Search the data for the word "ObservationDate" and copy every line where it occurs.

====== The data ======

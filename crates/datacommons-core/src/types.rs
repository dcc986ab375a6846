//! Domain types for the Data Commons knowledge graph.
//!
//! These are the normalized values returned to callers; the raw wire shapes
//! live in [`crate::response`]. Everything here is an owned value object built
//! fresh from a single response.

use std::collections::BTreeMap;

use serde::{Deserialize, Serialize};

// ── Arcs ──────────────────────────────────────────────────────────

/// Direction of a property arc lookup.
#[derive(Debug, Clone, Copy, PartialEq, Eq)]
pub enum ArcDirection {
    /// Outgoing arcs (`->`): properties of the node.
    Out,
    /// Incoming arcs (`<-`): nodes pointing at this one.
    In,
}

impl ArcDirection {
    /// The wire token that prefixes a property expression.
    pub fn token(&self) -> &'static str {
        match self {
            Self::Out => "->",
            Self::In => "<-",
        }
    }
}

/// A single property value attached to a node, with its source.
#[derive(Debug, Clone, PartialEq, Eq, Serialize, Deserialize)]
pub struct PropertyValue {
    #[serde(rename = "provenanceId")]
    pub provenance_id: String,
    pub value: String,
}

// ── Observations ──────────────────────────────────────────────────

/// A single statistical observation of a variable for an entity.
#[derive(Debug, Clone, PartialEq, Serialize, Deserialize)]
pub struct Observation {
    /// Observation date as reported by the API (e.g. `"2021"`, `"2021-06"`).
    pub date: String,
    pub value: f64,
    #[serde(rename = "provenanceId")]
    pub provenance_id: String,
}

/// Observations grouped first by variable dcid, then by entity dcid,
/// in response order.
pub type ObservationsByVariable = BTreeMap<String, BTreeMap<String, Vec<Observation>>>;

// ── Entity resolution ─────────────────────────────────────────────

/// A candidate match returned by the resolution endpoint.
#[derive(Debug, Clone, PartialEq, Eq, Serialize, Deserialize)]
pub struct ResolvedCandidate {
    /// The dcid the input resolved to.
    pub dcid: String,
    /// Dominant entity type of the candidate; empty when the API omits it.
    #[serde(rename = "dominantType", default)]
    pub dominant_type: String,
}

// ── Structured queries ────────────────────────────────────────────

/// One result row: header label to cell value. Columns whose cell was
/// absent in the response do not appear in the map.
pub type QueryRow = BTreeMap<String, String>;

/// Tabular result of a SPARQL query.
#[derive(Debug, Clone, Default, PartialEq, Eq)]
pub struct QueryResult {
    /// Column labels, in the order the API returned them.
    pub header: Vec<String>,
    /// Rows in response order; each keyed by header label.
    pub rows: Vec<QueryRow>,
}

#[cfg(test)]
mod tests {
    use super::*;

    #[test]
    fn test_direction_tokens() {
        assert_eq!(ArcDirection::Out.token(), "->");
        assert_eq!(ArcDirection::In.token(), "<-");
    }

    #[test]
    fn test_property_value_wire_names() {
        let pv = PropertyValue {
            provenance_id: "p1".to_string(),
            value: "California".to_string(),
        };
        let json = serde_json::to_value(&pv).unwrap();
        assert_eq!(json["provenanceId"], "p1");
        assert_eq!(json["value"], "California");
    }
}
//! Observation queries against `/v2/observation`.

use std::collections::BTreeMap;

use datacommons_core::request::{
    ObservationDate, ObservationFilter, ObservationRequest, ObservationSelector,
};
use datacommons_core::response::ObservationResponse;
use datacommons_core::types::{Observation, ObservationsByVariable};

use crate::client::{Client, Result};

impl Client {
    /// Query observations of statistical variables for entities.
    ///
    /// `variable` and `entity` each select by dcids or by expression; empty
    /// selectors, dates, and filters are left out of the request body
    /// entirely. Results are grouped by variable dcid, then entity dcid, in
    /// response order.
    pub async fn get_observations(
        &self,
        select: &[String],
        variable: ObservationSelector,
        entity: ObservationSelector,
        date: ObservationDate,
        filter: Option<ObservationFilter>,
    ) -> Result<ObservationsByVariable> {
        let request = ObservationRequest {
            select: select.to_vec(),
            variable,
            entity,
            date,
            filter: filter.filter(|f| !f.is_empty()),
        };
        let response: ObservationResponse = self.post("/v2/observation", &request).await?;
        Ok(flatten_observation_response(response))
    }
}

/// Traverse `byVariable[].byEntity[].observations[]`, accumulating records
/// per (variable, entity) pair. Entries without a variable or entity key are
/// skipped, as are points without a value.
fn flatten_observation_response(response: ObservationResponse) -> ObservationsByVariable {
    let mut result: ObservationsByVariable = BTreeMap::new();
    for by_variable in response.by_variable {
        if by_variable.variable.is_empty() {
            continue;
        }
        for by_entity in by_variable.by_entity {
            if by_entity.entity.is_empty() {
                continue;
            }
            for point in by_entity.observations {
                let Some(value) = point.value else {
                    continue;
                };
                result
                    .entry(by_variable.variable.clone())
                    .or_default()
                    .entry(by_entity.entity.clone())
                    .or_default()
                    .push(Observation {
                        date: point.date.unwrap_or_default(),
                        value,
                        provenance_id: point.provenance_id.unwrap_or_default(),
                    });
            }
        }
    }
    result
}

======

## Exercise answer:
    ObservationDate, ObservationFilter, ObservationRequest, ObservationSelector,
        date: ObservationDate,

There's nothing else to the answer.